Copy every line from the records below that holds the word "eprintln".

(Stored data)
..............................
use crate::env::{core::NoColor, EnvVar};
use crate::translation::config::TranslationConfig;
use crate::translation::core::retry::preview;
use crate::translation::core::{
    CachingClient, GoogleTranslator, LengthGuard, RetryConfig, RetryingTranslator, Translator,
};
use crate::translation::error::helpers::{config_error, log_error};
use crate::translation::error::{TranslationError, TranslationResult};
use crate::translation::storage::{ensure_cache_dir, CacheStats, TranslationCache};

/// Languages the chef publishes channels in
pub const SUPPORTED_LANGUAGES: &[&str] = &["ar", "bn", "en", "es", "zh-cn", "zh-tw"];

const ANSI_COLOR_RED: &str = "\x1b[31m";
const ANSI_COLOR_RESET: &str = "\x1b[0m";

/// Lowercases a requested language and checks it against [`SUPPORTED_LANGUAGES`]
pub fn normalize_language(lang: Option<&str>) -> TranslationResult<String> {
    let supported = SUPPORTED_LANGUAGES.join(", ");

    let lang = match lang.map(str::trim) {
        Some(lang) if !lang.is_empty() => lang.to_lowercase(),
        _ => {
            return Err(config_error(format!(
                "Language is required, choose one of: {}",
                supported
            )))
        }
    };

    if SUPPORTED_LANGUAGES.contains(&lang.as_str()) {
        Ok(lang)
    } else {
        Err(config_error(format!(
            "Language '{}' is not supported, choose one of: {}",
            lang, supported
        )))
    }
}

/// Translates user-facing strings (titles, descriptions) for one target language
pub struct Localizer<T> {
    client: CachingClient<T>,
}

impl<T: Translator> Localizer<T> {
    pub fn new(client: CachingClient<T>) -> Self {
        Self { client }
    }

    /// Errors carry the start of `msg` so the failing title can be found in the logs
    pub fn localize(&mut self, msg: &str) -> TranslationResult<String> {
        let result = match self.client.translate(msg) {
            Ok(result) => result,
            Err(TranslationError::Cancelled) => return Err(TranslationError::Cancelled),
            Err(error) => {
                return log_error(TranslationError::TextFailed {
                    text: preview(msg),
                    source: Box::new(error),
                })
            }
        };
        tracing::debug!(?result, "localized");
        Ok(result.translated_text)
    }

    pub fn lang(&self) -> &str {
        self.client.cache().lang()
    }

    pub fn stats(&self) -> CacheStats {
        self.client.stats()
    }

    pub fn client(&self) -> &CachingClient<T> {
        &self.client
    }

    /// Logs final cache statistics and releases the cache
    pub fn finish(&mut self) -> TranslationResult<CacheStats> {
        let stats = self.client.stats();
        tracing::info!(
            lang = self.lang(),
            hits = stats.hits,
            misses = stats.misses,
            "translation cache stats, hit rate {:.1}%",
            stats.hit_rate() * 100.0
        );
        self.client.close()?;
        Ok(stats)
    }
}

/// Wires the upstream client, retry wrapper, length guard and cache together
pub fn build_localizer(
    config: &TranslationConfig,
) -> TranslationResult<Localizer<RetryingTranslator<GoogleTranslator>>> {
    let lang = normalize_language(Some(&config.target_lang))?;
    let guard = LengthGuard::new(config.max_text_length, config.length_policy);

    let upstream = GoogleTranslator::new(config)?;
    let retrying = RetryingTranslator::new(upstream, RetryConfig::from(config)).with_guard(guard);

    let cache_dir = config.cache_dir();
    ensure_cache_dir(&cache_dir)?;
    let cache = TranslationCache::open(&cache_dir, &lang)?;

    Ok(Localizer::new(CachingClient::new(retrying, cache).with_guard(guard)))
}

/// Removes cached translations, keyed the same way [`build_localizer`] stores them
///
/// Texts go through the configured [`LengthGuard`] first, so a title that was
/// truncated on the way in is found again. Stops at the first failure.
pub fn forget_translations(config: &TranslationConfig, texts: &[String]) -> TranslationResult<()> {
    let lang = normalize_language(Some(&config.target_lang))?;
    let guard = LengthGuard::new(config.max_text_length, config.length_policy);

    let cache_dir = config.cache_dir();
    ensure_cache_dir(&cache_dir)?;
    let mut cache = TranslationCache::open(&cache_dir, &lang)?;

    let outcome = texts.iter().try_for_each(|text| -> TranslationResult<()> {
        let key = guard.apply(text)?;
        cache.remove(&key)?;
        tracing::info!("已删除缓存条目: {}", preview(text));
        Ok(())
    });
    cache.close()?;

    outcome
}

/// Prints an error message to stderr
pub fn print_error_message(msg: &str) {
    if NoColor::get().unwrap_or(false) {
        eprintln!("{msg}");
    } else {
        eprintln!("{ANSI_COLOR_RED}{msg}{ANSI_COLOR_RESET}");
    }
}

/// Prints an info message to stdout
pub fn print_info_message(msg: &str) {
    println!("{msg}");
}

#[cfg(test)]
mod tests {
    use super::*;
    use crate::translation::config::LengthPolicy;
    use crate::translation::core::TranslatedResult;

    struct Upper;

    impl Translator for Upper {
        fn translate(&self, text: &str) -> TranslationResult<TranslatedResult> {
            Ok(TranslatedResult::new(text.to_uppercase()))
        }
    }

    #[test]
    fn test_normalize_language_lowercases() {
        assert_eq!(normalize_language(Some("ES")).unwrap(), "es");
        assert_eq!(normalize_language(Some("zh-CN")).unwrap(), "zh-cn");
    }

    #[test]
    fn test_normalize_language_rejects_missing_and_unknown() {
        assert!(normalize_language(None).is_err());
        assert!(normalize_language(Some("  ")).is_err());

        let error = normalize_language(Some("fr")).unwrap_err();
        assert!(error.to_string().contains("zh-tw"));
    }

    #[test]
    fn test_localize_and_finish() {
        let dir = tempfile::tempdir().unwrap();
        let cache = TranslationCache::open(dir.path(), "es").unwrap();
        let mut localizer = Localizer::new(CachingClient::new(Upper, cache));

        assert_eq!(localizer.localize("unit 1").unwrap(), "UNIT 1");
        assert_eq!(localizer.localize("unit 1").unwrap(), "UNIT 1");
        assert_eq!(localizer.lang(), "es");

        let stats = localizer.finish().unwrap();
        assert_eq!(stats, CacheStats { hits: 1, misses: 1 });
        assert!(localizer.client().cache().is_closed());
    }

    struct Refusing;

    impl Translator for Refusing {
        fn translate(&self, _text: &str) -> TranslationResult<TranslatedResult> {
            Err(TranslationError::Forbidden("HTTP 403".to_string()))
        }
    }

    #[test]
    fn test_localize_error_names_the_text() {
        let dir = tempfile::tempdir().unwrap();
        let cache = TranslationCache::open(dir.path(), "es").unwrap();
        let mut localizer = Localizer::new(CachingClient::new(Refusing, cache));

        let error = localizer.localize("Grade 5 Module 2 Lesson 7").unwrap_err();
        assert!(matches!(error, TranslationError::TextFailed { .. }));
        assert!(error.to_string().contains("Grade 5 Module 2 Lesson 7"));
        assert!(error.is_permanent());
    }

    #[test]
    fn test_build_localizer_creates_cache_dir() {
        let dir = tempfile::tempdir().unwrap();
        let cache_dir = dir.path().join("nested").join("cache");
        let config = TranslationConfig {
            source_lang: "en".to_string(),
            target_lang: "en".to_string(),
            cache_dir: cache_dir.to_string_lossy().into_owned(),
            ..TranslationConfig::default()
        };

        let mut localizer = build_localizer(&config).unwrap();
        assert_eq!(localizer.localize("Kindergarten").unwrap(), "Kindergarten");
        localizer.finish().unwrap();

        assert!(cache_dir.join("translation-cache-en").exists());
    }

    #[test]
    fn test_forget_finds_truncated_entries() {
        let dir = tempfile::tempdir().unwrap();
        let config = TranslationConfig {
            source_lang: "en".to_string(),
            target_lang: "en".to_string(),
            cache_dir: dir.path().to_string_lossy().into_owned(),
            max_text_length: 5,
            length_policy: LengthPolicy::Truncate,
            ..TranslationConfig::default()
        };

        let mut localizer = build_localizer(&config).unwrap();
        assert_eq!(localizer.localize("Kindergarten").unwrap(), "Kinde");
        localizer.finish().unwrap();

        forget_translations(&config, &["Kindergarten".to_string()]).unwrap();

        let cache = TranslationCache::open(dir.path(), "en").unwrap();
        assert!(!cache.contains("Kinde").unwrap());
    }

    #[test]
    fn test_forget_missing_text_is_not_found() {
        let dir = tempfile::tempdir().unwrap();
        let config = TranslationConfig {
            source_lang: "en".to_string(),
            target_lang: "en".to_string(),
            cache_dir: dir.path().to_string_lossy().into_owned(),
            ..TranslationConfig::default()
        };

        let error = forget_translations(&config, &["Grade 9".to_string()]).unwrap_err();
        assert!(matches!(error, TranslationError::NotFound(_)));
    }

    #[test]
    fn test_build_localizer_rejects_unsupported_language() {
        let config = TranslationConfig::default_with_lang("fr");
        assert!(matches!(
            build_localizer(&config),
            Err(TranslationError::ConfigError(_))
        ));
    }
}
..............................
* The completed task *
        eprintln!("{msg}");
        eprintln!("{ANSI_COLOR_RED}{msg}{ANSI_COLOR_RESET}");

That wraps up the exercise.